Work request — What do the lines say from the start of the entries through the one containing "the single place"? Repeat them exactly.

<<<<

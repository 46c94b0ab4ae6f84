//! Declarative request descriptors.
//!
//! A [`RequestDescriptor`] describes an EVA call without performing it, so the host can
//! execute it under its own transport policy. [`RequestBuilder`] is the single place
//! request URLs, headers and bodies are assembled; the commerce service uses the same
//! builder for the calls it performs itself.

use serde::{Deserialize, Serialize};

use crate::{
    error::Result,
    eva::{
        EndpointResolver, EvaEndpoint, HeaderContext, HeaderMap, ProductDetailBody,
        ProductFilterBody, ResourceKind, SearchProductsBody, build_headers,
    },
};

/// `@type` tag the host uses to recognise request descriptors.
pub const REQUEST_TYPE_TAG: &str = "@builder.io/core:Request";

/// Serializable description of an HTTP call.
#[derive(Debug, Clone, PartialEq, Serialize, Deserialize)]
pub struct RequestDescriptor {
    /// Always [`REQUEST_TYPE_TAG`].
    #[serde(rename = "@type")]
    pub type_tag: String,
    /// The HTTP request.
    pub request: HttpRequest,
    /// Extra hints for the host.
    #[serde(default, skip_serializing_if = "Option::is_none")]
    pub options: Option<serde_json::Map<String, serde_json::Value>>,
}

/// HTTP request section of a [`RequestDescriptor`].
#[derive(Debug, Clone, PartialEq, Eq, Serialize, Deserialize)]
pub struct HttpRequest {
    /// Fully-qualified URL.
    pub url: String,
    /// HTTP method; EVA messages are always `POST`.
    pub method: String,
    /// Request headers.
    pub headers: HeaderMap,
    /// JSON-encoded request body.
    pub body: String,
}

impl RequestDescriptor {
    fn post(url: String, headers: HeaderMap, body: String) -> Self {
        Self {
            type_tag: REQUEST_TYPE_TAG.to_owned(),
            request: HttpRequest { url, method: "POST".to_owned(), headers, body },
            options: None,
        }
    }

    /// Parses the JSON body back into a value.
    ///
    /// # Errors
    ///
    /// Returns an error if the body is not valid JSON.
    pub fn body_json(&self) -> Result<serde_json::Value> {
        Ok(serde_json::from_str(&self.request.body)?)
    }
}

/// Assembles EVA requests for one plugin session.
///
/// Holds the resolved base URL and the fixed header set, both read-only after
/// construction.
#[derive(Debug, Clone)]
pub struct RequestBuilder {
    endpoints: EndpointResolver,
    headers: HeaderMap,
}

impl RequestBuilder {
    /// Creates a builder from an endpoint resolver and header context.
    #[must_use]
    pub fn new(endpoints: EndpointResolver, user_agent: &str, ctx: &HeaderContext) -> Self {
        Self { endpoints, headers: build_headers(user_agent, ctx) }
    }

    /// `GetProductDetail` request with an `ID` body.
    ///
    /// # Errors
    ///
    /// Returns an error if the body cannot be encoded.
    pub fn product_detail(&self, id: &str) -> Result<RequestDescriptor> {
        let body = serde_json::to_string(&ProductDetailBody { id })?;
        Ok(RequestDescriptor::post(
            self.endpoints.url(EvaEndpoint::GetProductDetail),
            self.headers.clone(),
            body,
        ))
    }

    /// `GetProductDetail` request with a `Filter.ProductID` body and a `product` option.
    ///
    /// # Errors
    ///
    /// Returns an error if the body cannot be encoded.
    pub fn product_filter(&self, id: &str) -> Result<RequestDescriptor> {
        let body = serde_json::to_string(&ProductFilterBody::for_product(id))?;
        let mut descriptor = RequestDescriptor::post(
            self.endpoints.url(EvaEndpoint::GetProductDetail),
            self.headers.clone(),
            body,
        );
        let mut options = serde_json::Map::new();
        options.insert("product".to_owned(), serde_json::Value::String(id.to_owned()));
        descriptor.options = Some(options);
        Ok(descriptor)
    }

    /// `SearchProducts` request.
    ///
    /// # Errors
    ///
    /// Returns an error if the body cannot be encoded.
    pub fn product_search(&self, query: &str, page_size: Option<u32>) -> Result<RequestDescriptor> {
        let body = serde_json::to_string(&SearchProductsBody::new(query, page_size))?;
        Ok(RequestDescriptor::post(
            self.endpoints.url(EvaEndpoint::SearchProducts),
            self.headers.clone(),
            body,
        ))
    }

    /// Detail or search request for a resource kind, depending on whether an entry id
    /// is given.
    ///
    /// # Errors
    ///
    /// Returns an error if the body cannot be encoded.
    pub fn for_resource(
        &self,
        kind: ResourceKind,
        entry: Option<&str>,
        query: Option<&str>,
        limit: Option<u32>,
    ) -> Result<RequestDescriptor> {
        match (EvaEndpoint::for_resource(kind, entry), entry) {
            (EvaEndpoint::GetProductDetail, Some(id)) => self.product_detail(id),
            _ => self.product_search(query.unwrap_or_default(), limit),
        }
    }
}
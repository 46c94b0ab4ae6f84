//! EVA request bodies.
//!
//! EVA messages take PascalCase JSON bodies. Optional fields are omitted rather than
//! sent as `null`.

use serde::Serialize;

/// Paging options shared by list-style messages.
#[derive(Debug, Clone, Copy, Default, PartialEq, Eq, Serialize)]
#[serde(rename_all = "PascalCase")]
pub struct PageConfig {
    /// Maximum number of items to return.
    #[serde(skip_serializing_if = "Option::is_none")]
    pub page_size: Option<u32>,
}

impl PageConfig {
    /// Page config with an explicit size; zero means "let EVA decide".
    #[must_use]
    pub fn with_size(page_size: Option<u32>) -> Self {
        Self { page_size: page_size.filter(|size| *size > 0) }
    }
}

/// `SearchProducts` body.
///
/// # Examples
///
/// ```
/// use eva_catalog::eva::SearchProductsBody;
///
/// let body = SearchProductsBody::new("shoes", Some(5));
/// assert_eq!(
///     serde_json::to_string(&body)?,
///     r#"{"Query":"shoes","PageConfig":{"PageSize":5}}"#
/// );
/// # Ok::<(), serde_json::Error>(())
/// ```
#[derive(Debug, Clone, PartialEq, Eq, Serialize)]
#[serde(rename_all = "PascalCase")]
pub struct SearchProductsBody<'a> {
    /// Search term; omitted when empty.
    #[serde(skip_serializing_if = "Option::is_none")]
    pub query: Option<&'a str>,
    /// Paging options.
    pub page_config: PageConfig,
}

impl<'a> SearchProductsBody<'a> {
    /// Creates a search body. An empty term searches the whole catalog.
    #[must_use]
    pub fn new(query: &'a str, page_size: Option<u32>) -> Self {
        Self {
            query: Some(query).filter(|q| !q.is_empty()),
            page_config: PageConfig::with_size(page_size),
        }
    }
}

/// `GetProductDetail` body used by the plugin's own lookups and by `to_url`.
#[derive(Debug, Clone, PartialEq, Eq, Serialize)]
pub struct ProductDetailBody<'a> {
    /// Product id.
    #[serde(rename = "ID")]
    pub id: &'a str,
}

/// `GetProductDetail` body in filter form, used for host-executed request objects.
#[derive(Debug, Clone, PartialEq, Eq, Serialize)]
#[serde(rename_all = "PascalCase")]
pub struct ProductFilterBody<'a> {
    /// Product filter.
    pub filter: ProductFilter<'a>,
    /// Always empty for detail lookups.
    pub page_config: PageConfig,
}

/// Filter section of [`ProductFilterBody`].
#[derive(Debug, Clone, PartialEq, Eq, Serialize)]
pub struct ProductFilter<'a> {
    /// Product id.
    #[serde(rename = "ProductID")]
    pub product_id: &'a str,
}

impl<'a> ProductFilterBody<'a> {
    /// Creates a filter body for one product.
    #[must_use]
    pub fn for_product(product_id: &'a str) -> Self {
        Self { filter: ProductFilter { product_id }, page_config: PageConfig::default() }
    }
}
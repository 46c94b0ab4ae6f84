//! HTTP client configuration.
//!
//! Deserialized from the `[http]` table of the plugin configuration file.
//!
//! ```toml
//! [http]
//! pool_max_idle_per_host = 10
//! timeout_secs = 30
//! connect_timeout_secs = 10
//! http_version = "http1"
//! ```

use std::time::Duration;

use serde::Deserialize;

use crate::error::{PluginError, Result};

/// HTTP client settings for EVA calls.
#[derive(Debug, Clone, PartialEq, Eq, Deserialize)]
pub struct HttpConfig {
    /// Maximum idle connections kept per host.
    #[serde(default = "default_pool_max_idle")]
    pub pool_max_idle_per_host: usize,

    /// Total request timeout in seconds.
    #[serde(default = "default_timeout_secs")]
    pub timeout_secs: u64,

    /// Connection timeout in seconds.
    #[serde(default = "default_connect_timeout_secs")]
    pub connect_timeout_secs: u64,

    /// HTTP version preference.
    #[serde(default)]
    pub http_version: HttpVersion,
}

impl Default for HttpConfig {
    fn default() -> Self {
        Self {
            pool_max_idle_per_host: default_pool_max_idle(),
            timeout_secs: default_timeout_secs(),
            connect_timeout_secs: default_connect_timeout_secs(),
            http_version: HttpVersion::default(),
        }
    }
}

impl HttpConfig {
    /// Validates timeouts are within acceptable bounds.
    ///
    /// # Errors
    ///
    /// Returns [`PluginError::InvalidConfig`] if:
    /// - `timeout_secs` is outside 1-300
    /// - `connect_timeout_secs` is outside 1-60
    pub fn validate(&self) -> Result<()> {
        if !(1..=300).contains(&self.timeout_secs) {
            return Err(PluginError::InvalidConfig(
                "http.timeout_secs must be between 1 and 300".to_owned(),
            ));
        }
        if !(1..=60).contains(&self.connect_timeout_secs) {
            return Err(PluginError::InvalidConfig(
                "http.connect_timeout_secs must be between 1 and 60".to_owned(),
            ));
        }
        Ok(())
    }

    /// Returns timeout as Duration.
    #[must_use]
    pub const fn timeout(&self) -> Duration {
        Duration::from_secs(self.timeout_secs)
    }

    /// Returns connect timeout as Duration.
    #[must_use]
    pub const fn connect_timeout(&self) -> Duration {
        Duration::from_secs(self.connect_timeout_secs)
    }
}

/// HTTP version preference.
#[derive(Debug, Clone, Copy, Default, Deserialize, PartialEq, Eq)]
#[serde(rename_all = "snake_case")]
pub enum HttpVersion {
    /// HTTP/1.1 only.
    Http1,
    /// HTTP/2 with prior knowledge.
    Http2,
    /// Negotiate (prefer HTTP/2, fall back to HTTP/1.1).
    #[default]
    Auto,
}

const fn default_pool_max_idle() -> usize {
    100
}

const fn default_timeout_secs() -> u64 {
    30
}

const fn default_connect_timeout_secs() -> u64 {
    10
}

#[cfg(test)]
mod tests {
    use super::*;

    #[test]
    fn test_http_config_default() {
        let config = HttpConfig::default();
        assert_eq!(config.pool_max_idle_per_host, 100);
        assert_eq!(config.timeout(), Duration::from_secs(30));
        assert_eq!(config.connect_timeout(), Duration::from_secs(10));
        assert_eq!(config.http_version, HttpVersion::Auto);
        assert!(config.validate().is_ok());
    }

    #[test]
    fn test_http_config_from_toml() {
        let toml = r#"
            pool_max_idle_per_host = 20
            timeout_secs = 45
            http_version = "http2"
        "#;

        let config: HttpConfig = toml::from_str(toml).unwrap();
        assert_eq!(config.pool_max_idle_per_host, 20);
        assert_eq!(config.timeout_secs, 45);
        assert_eq!(config.connect_timeout_secs, 10);
        assert_eq!(config.http_version, HttpVersion::Http2);
    }

    #[test]
    fn test_http_config_empty_toml_uses_defaults() {
        let config: HttpConfig = toml::from_str("").unwrap();
        assert_eq!(config, HttpConfig::default());
    }

    #[test]
    fn test_http_version_invalid_value() {
        let result = toml::from_str::<HttpConfig>(r#"http_version = "http3""#);
        assert!(result.is_err());
    }

    #[test]
    fn test_validate_bounds() {
        let edge = HttpConfig { timeout_secs: 300, connect_timeout_secs: 60, ..Default::default() };
        assert!(edge.validate().is_ok());

        for (timeout_secs, connect_timeout_secs) in [(0, 10), (301, 10), (30, 0), (30, 61)] {
            let config = HttpConfig { timeout_secs, connect_timeout_secs, ..Default::default() };
            assert!(matches!(config.validate(), Err(PluginError::InvalidConfig(_))));
        }
    }
}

>>>>

Answer to the exercise —
repository 46c94b0ab4ae6f84
//! Declarative request descriptors.
//!
//! A [`RequestDescriptor`] describes an EVA call without performing it, so the host can
//! execute it under its own transport policy. [`RequestBuilder`] is the single place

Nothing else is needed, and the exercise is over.